The novels of Andrew Vachss are known for their hard-core, gritty content and for his character, Burke, a no-nonsense anti-hero. The twelfth book in the "Burke" series is called Dead And Gone.
Vachss told CBS News Early Show Anchor Bryant Gumbel that he would mainly describe his books as honest.
"I'm not amping it up. If I had a wish, it would be that what I had to write about was fictional," said the 57-year-old author.
In Dead And Gone, Burke is offered a job to deliver a ransom for a child who was kidnapped 10 years ago. The swap turns out to be a trap, and Burke and his beloved dog, Pansy, are shot by unknown gunmen.
Vachss says that in this novel, readers see a side to Burke that they haven't seen before.
"You see Burke as a child institutionalized, which is something you didn't really see before, and how his view of the world was formed, says Vachss.
His novels always center around the protection of children, specifically children who are abused, some of them sexually.
"I absolutely believe that child protection and crime prevention are one and the same," says Vachss.
He explains how children's welfare came to be his all-consuming passion and preoccupation.
"I was a federal investigator in sexually transmitted diseases. Unlike the way most people discovered child sexual abuse, in a media context, in argument about whether it's exaggerated, I saw babies dripping in gonorrhea," recalls Vachss. "I have been hot after predators ever since that time."
He also works as an attorney, and he only represents children.
Vachss' work experiences provide the material for his novels. "I don't need any research," he says.
That's because after Vachss worked as a caseworker for the New York City Department of Welfare, he ran a maximum security prison for violent youths. Then he went to law school.
He decided to write about what he witnessed "because I don't have a TV show, a radio program. I'm a working-class boy in America. A book would get a bigger jury than you get in a courthouse."
Burke is not your typical literary hero. He's an ex-convict who lives on the fringe of society.
Vachss explains that Burke is a career criminal. "No point making him anything else. I wanted to show people what hell looked like and I didn't think an angel would be the right guide
I had to make him part of it instead of somebody investigating it."
Vachss and Burke have a lot in common.
"We have the same taste in women, in music, in automobiles and in dogs," says Vachss. Both men have the same politics and social outlook. Burke is even wounded in one of his eyes, as was Vachss when he was seven years old. But Vachss says that's where the similarities end.
Vachss denies that Burke is his avenging angel, and says he wouldn't want to do what Burke does chase down bad guys and punish them.
"I don't at all admire smebody in his situation," says Vachss. "I feel bad for him
his methods of expression are much more limited than mine are."
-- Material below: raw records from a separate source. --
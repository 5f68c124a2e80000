//! The SEO composer.
//!
//! [`SeoEngine`] ties the pipeline together: it tokenizes content once,
//! derives keywords when the caller gives none, measures keyword density,
//! readability and sentence-length variety, and folds the clamped sub-scores
//! into a weighted composite score with recommendations.
//!
//! The engine holds only immutable state and is `Send + Sync`; one instance
//! can serve any number of concurrent callers.
//!
//! # Example
//!
//! ```
//! use seoscribe::seo::engine::SeoEngine;
//!
//! let engine = SeoEngine::new();
//! let keywords = vec!["SEO".to_string()];
//! let analysis = engine.analyze(
//!     "SEO is great. SEO helps websites rank better. Great content wins.",
//!     Some(&keywords),
//! );
//!
//! assert_eq!(analysis.word_count, 11);
//! assert_eq!(analysis.keyword_density["SEO"], 18.18);
//! assert_eq!(analysis.breakdown.density, 0.0);
//! ```

use crate::analysis::analyzer::ContentAnalyzer;
use crate::analysis::token::TokenStream;
use crate::error::Result;
use crate::seo::config::ScoringConfig;
use crate::seo::density::{average_density, keyword_densities};
use crate::seo::keywords::{KeywordCandidate, KeywordExtractor};
use crate::seo::readability::{ReadabilityResult, readability_of};
use crate::seo::report::{ScoreBreakdown, SeoAnalysis, SeoComparison};
use crate::seo::scoring::{
    composite_score, density_score, length_score, readability_score, structure_score,
};

/// Deterministic SEO analysis engine.
#[derive(Debug, Clone)]
pub struct SeoEngine {
    analyzer: ContentAnalyzer,
    extractor: KeywordExtractor,
    config: ScoringConfig,
}

impl SeoEngine {
    /// Create an engine with the default scoring configuration.
    pub fn new() -> Self {
        SeoEngine {
            analyzer: ContentAnalyzer::standard(),
            extractor: KeywordExtractor::new(),
            config: ScoringConfig::default(),
        }
    }

    /// Create an engine with a custom, validated scoring configuration.
    pub fn with_config(config: ScoringConfig) -> Result<Self> {
        config.validate()?;
        Ok(SeoEngine {
            config,
            ..Self::new()
        })
    }

    /// Replace the keyword extractor (custom stop words, phrase length).
    pub fn with_extractor(mut self, extractor: KeywordExtractor) -> Self {
        self.extractor = extractor;
        self
    }

    /// The scoring configuration in use.
    pub fn config(&self) -> &ScoringConfig {
        &self.config
    }

    /// Lowercased words and sentence spans of the content.
    pub fn tokenize(&self, content: &str) -> TokenStream {
        self.analyzer.analyze(content)
    }

    /// The top `count` keywords of the content.
    pub fn extract_keywords(&self, content: &str, count: usize) -> Vec<String> {
        self.extractor.extract(content, count)
    }

    /// Every keyword candidate with its statistics, in rank order.
    pub fn rank_keywords(&self, content: &str) -> Vec<KeywordCandidate> {
        self.extractor.rank_candidates(content)
    }

    /// Flesch reading ease and the counts behind it.
    pub fn calculate_readability(&self, content: &str) -> ReadabilityResult {
        readability_of(&self.tokenize(content))
    }

    /// Keywords to measure: the caller's, or derived ones when none are usable.
    fn target_keywords(&self, content: &str, keywords: Option<&[String]>) -> Vec<String> {
        match keywords {
            Some(list) if list.iter().any(|k| !k.trim().is_empty()) => list.to_vec(),
            _ => self
                .extractor
                .extract(content, self.config.auto_keyword_count),
        }
    }

    /// Full SEO analysis. Never fails; empty content scores 0.
    pub fn analyze(&self, content: &str, keywords: Option<&[String]>) -> SeoAnalysis {
        let stream = self.tokenize(content);
        let word_count = stream.word_count();
        let keywords = self.target_keywords(content, keywords);

        let keyword_density = keyword_densities(&self.analyzer, &stream, &keywords);
        let average = average_density(&keyword_density);
        let readability = readability_of(&stream);

        let breakdown = ScoreBreakdown {
            length: length_score(word_count, &self.config.length),
            density: density_score(average, &self.config.density),
            readability: readability_score(readability.flesch_kincaid),
            structure: structure_score(&stream.sentence_word_counts(), &self.config.structure),
        };
        let score = composite_score(
            &self.config.weights,
            breakdown.length,
            breakdown.density,
            breakdown.readability,
            breakdown.structure,
        );
        let recommendations = self.recommendations(&breakdown, word_count, average);

        log::debug!(
            "seo analysis: {} words, {} keywords, score {}",
            word_count,
            keyword_density.len(),
            score
        );

        SeoAnalysis {
            score,
            keyword_density,
            readability,
            word_count,
            recommendations,
            breakdown,
        }
    }

    /// Analyze two versions of the same content against one keyword list.
    ///
    /// Without explicit keywords, the list is derived from the original.
    pub fn compare(
        &self,
        original: &str,
        optimized: &str,
        keywords: Option<&[String]>,
    ) -> SeoComparison {
        let keywords = self.target_keywords(original, keywords);
        SeoComparison::new(
            self.analyze(original, Some(&keywords)),
            self.analyze(optimized, Some(&keywords)),
        )
    }

    fn recommendations(
        &self,
        breakdown: &ScoreBreakdown,
        word_count: usize,
        average_density: Option<f64>,
    ) -> Vec<String> {
        let threshold = self.config.recommendation_threshold;
        let mut recommendations = Vec::new();

        if breakdown.length < threshold {
            let band = &self.config.length;
            recommendations.push(if word_count < band.min_words {
                format!("Increase content length to at least {} words", band.min_words)
            } else {
                format!("Reduce content length to under {} words", band.max_words)
            });
        }

        if breakdown.density < threshold {
            let band = &self.config.density;
            recommendations.push(match average_density {
                Some(d) if d > band.max_percent => {
                    "Reduce keyword repetition to avoid over-optimization".to_string()
                }
                Some(d) if d > 0.0 => format!(
                    "Use your target keywords more often (aim for {}-{}% density)",
                    band.min_percent, band.max_percent
                ),
                _ => "Include your target keywords in the content".to_string(),
            });
        }

        if breakdown.readability < threshold {
            recommendations
                .push("Improve readability with shorter sentences and simpler words".to_string());
        }

        if breakdown.structure < threshold {
            recommendations.push("Vary sentence length to improve content structure".to_string());
        }

        recommendations
    }
}

impl Default for SeoEngine {
    fn default() -> Self {
        Self::new()
    }
}

#[cfg(test)]
mod tests {
    use super::*;
    use crate::error::SeoError;

    fn keywords(list: &[&str]) -> Vec<String> {
        list.iter().map(|k| k.to_string()).collect()
    }

    #[test]
    fn test_empty_content() {
        let engine = SeoEngine::new();
        let analysis = engine.analyze("", None);

        assert_eq!(analysis.score, 0);
        assert_eq!(analysis.word_count, 0);
        assert!(analysis.keyword_density.is_empty());
        assert_eq!(analysis.breakdown, ScoreBreakdown::zero());
        assert_eq!(analysis.readability, ReadabilityResult::empty());
        assert_eq!(analysis.recommendations.len(), 4);
    }

    #[test]
    fn test_derives_keywords_when_none_given() {
        let engine = SeoEngine::new();
        let content = "Rust tooling. Rust crates. Rust compiler.";
        let derived = engine.analyze(content, None);
        let empty = engine.analyze(content, Some(&[]));
        let blank = engine.analyze(content, Some(&keywords(&["  "])));

        assert_eq!(derived.keyword_density.len(), 5);
        assert_eq!(derived.keyword_density["rust"], 50.0);
        assert_eq!(derived, empty);
        assert_eq!(derived, blank);
    }

    #[test]
    fn test_over_optimized_density() {
        let engine = SeoEngine::new();
        let analysis = engine.analyze(
            "SEO is great. SEO helps websites rank better. Great content wins.",
            Some(&keywords(&["SEO"])),
        );

        assert_eq!(analysis.keyword_density["SEO"], 18.18);
        assert_eq!(analysis.breakdown.density, 0.0);
        assert!(
            analysis
                .recommendations
                .contains(&"Reduce keyword repetition to avoid over-optimization".to_string())
        );
    }

    #[test]
    fn test_missing_keyword_recommendation() {
        let engine = SeoEngine::new();
        let analysis = engine.analyze("Plain text here.", Some(&keywords(&["absent"])));
        assert_eq!(
            analysis.recommendations[1],
            "Include your target keywords in the content"
        );
    }

    #[test]
    fn test_custom_config() {
        let mut config = ScoringConfig::default();
        config.recommendation_threshold = 0.0;
        let engine = SeoEngine::with_config(config).unwrap();
        assert!(engine.analyze("", None).recommendations.is_empty());

        let mut config = ScoringConfig::default();
        config.weights.length = 0.9;
        let err = SeoEngine::with_config(config).unwrap_err();
        assert!(matches!(err, SeoError::Config(_)));
    }

    #[test]
    fn test_compare_uses_original_keywords() {
        let engine = SeoEngine::new();
        let comparison = engine.compare(
            "Coffee beans. Coffee roast.",
            "Fresh coffee beans, carefully roasted. Coffee tastes better.",
            None,
        );

        let original_keys: Vec<&String> = comparison.original.keyword_density.keys().collect();
        let optimized_keys: Vec<&String> = comparison.optimized.keyword_density.keys().collect();
        assert_eq!(original_keys, optimized_keys);
        assert!(original_keys.iter().any(|k| k.as_str() == "coffee"));
    }

    #[test]
    fn test_engine_is_send_and_sync() {
        fn assert_send_sync<T: Send + Sync>() {}
        assert_send_sync::<SeoEngine>();
    }
}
In Dead and Gone, Burke, who usually lives in New York City, has moved west. But Vachss says this is temporary.
"In this plot
he's presumed to be dead, and it's to his tactical advantage to be off the streets. But he'll be back," he says.
After people have read his book, Vachss hopes people will be angry.
"I want them to be angry
You have two people running for president of the United States, not one mentioned child protection."
Vachss gets a lot of feedback from his readers, some of whom have been moved to action.
"I get just really a ton of mail, especially at the website," he says. "People say they have done things and some of those things we have been able to verify. I'm gratified with the results."
Interestingly, Vachss says he doesn't think of himself as a writer.
"A writer would be somebody you can give an assignment to and would produce the material. I have one song to play. I'm trying to play it perfect until I get it right, but I don't have that range," he says.